[Collected data]
------------------------
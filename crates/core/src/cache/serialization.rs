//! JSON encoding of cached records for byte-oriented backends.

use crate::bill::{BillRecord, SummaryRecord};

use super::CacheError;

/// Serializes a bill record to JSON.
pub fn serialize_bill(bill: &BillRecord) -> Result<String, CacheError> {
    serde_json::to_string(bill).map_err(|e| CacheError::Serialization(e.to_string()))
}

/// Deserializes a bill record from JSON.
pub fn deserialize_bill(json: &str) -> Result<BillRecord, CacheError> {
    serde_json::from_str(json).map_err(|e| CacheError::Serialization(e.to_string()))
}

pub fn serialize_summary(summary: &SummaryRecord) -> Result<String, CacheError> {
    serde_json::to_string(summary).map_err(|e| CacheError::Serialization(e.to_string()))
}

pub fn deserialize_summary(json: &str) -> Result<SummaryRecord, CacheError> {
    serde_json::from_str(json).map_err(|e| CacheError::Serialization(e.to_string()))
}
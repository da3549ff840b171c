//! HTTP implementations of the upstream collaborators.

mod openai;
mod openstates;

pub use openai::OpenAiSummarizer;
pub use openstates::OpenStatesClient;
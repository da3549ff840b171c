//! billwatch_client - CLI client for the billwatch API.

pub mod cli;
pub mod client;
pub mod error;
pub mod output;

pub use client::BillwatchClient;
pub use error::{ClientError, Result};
------------------------
## Problem requirements
This task calls for an exact reproduction of the lines that start at the one containing "pub fn deserialize_bill(json: &str)" and continue to the end of the entries above.

## Solution for this task
pub fn deserialize_bill(json: &str) -> Result<BillRecord, CacheError> {
    serde_json::from_str(json).map_err(|e| CacheError::Serialization(e.to_string()))
}

pub fn serialize_summary(summary: &SummaryRecord) -> Result<String, CacheError> {
    serde_json::to_string(summary).map_err(|e| CacheError::Serialization(e.to_string()))
}

pub fn deserialize_summary(json: &str) -> Result<SummaryRecord, CacheError> {
    serde_json::from_str(json).map_err(|e| CacheError::Serialization(e.to_string()))
}
repository da3549ff840b171c
//! HTTP implementations of the upstream collaborators.

mod openai;
mod openstates;

pub use openai::OpenAiSummarizer;
pub use openstates::OpenStatesClient;
repository da3549ff840b171c
//! billwatch_client - CLI client for the billwatch API.

pub mod cli;
pub mod client;
pub mod error;
pub mod output;

pub use client::BillwatchClient;
pub use error::{ClientError, Result};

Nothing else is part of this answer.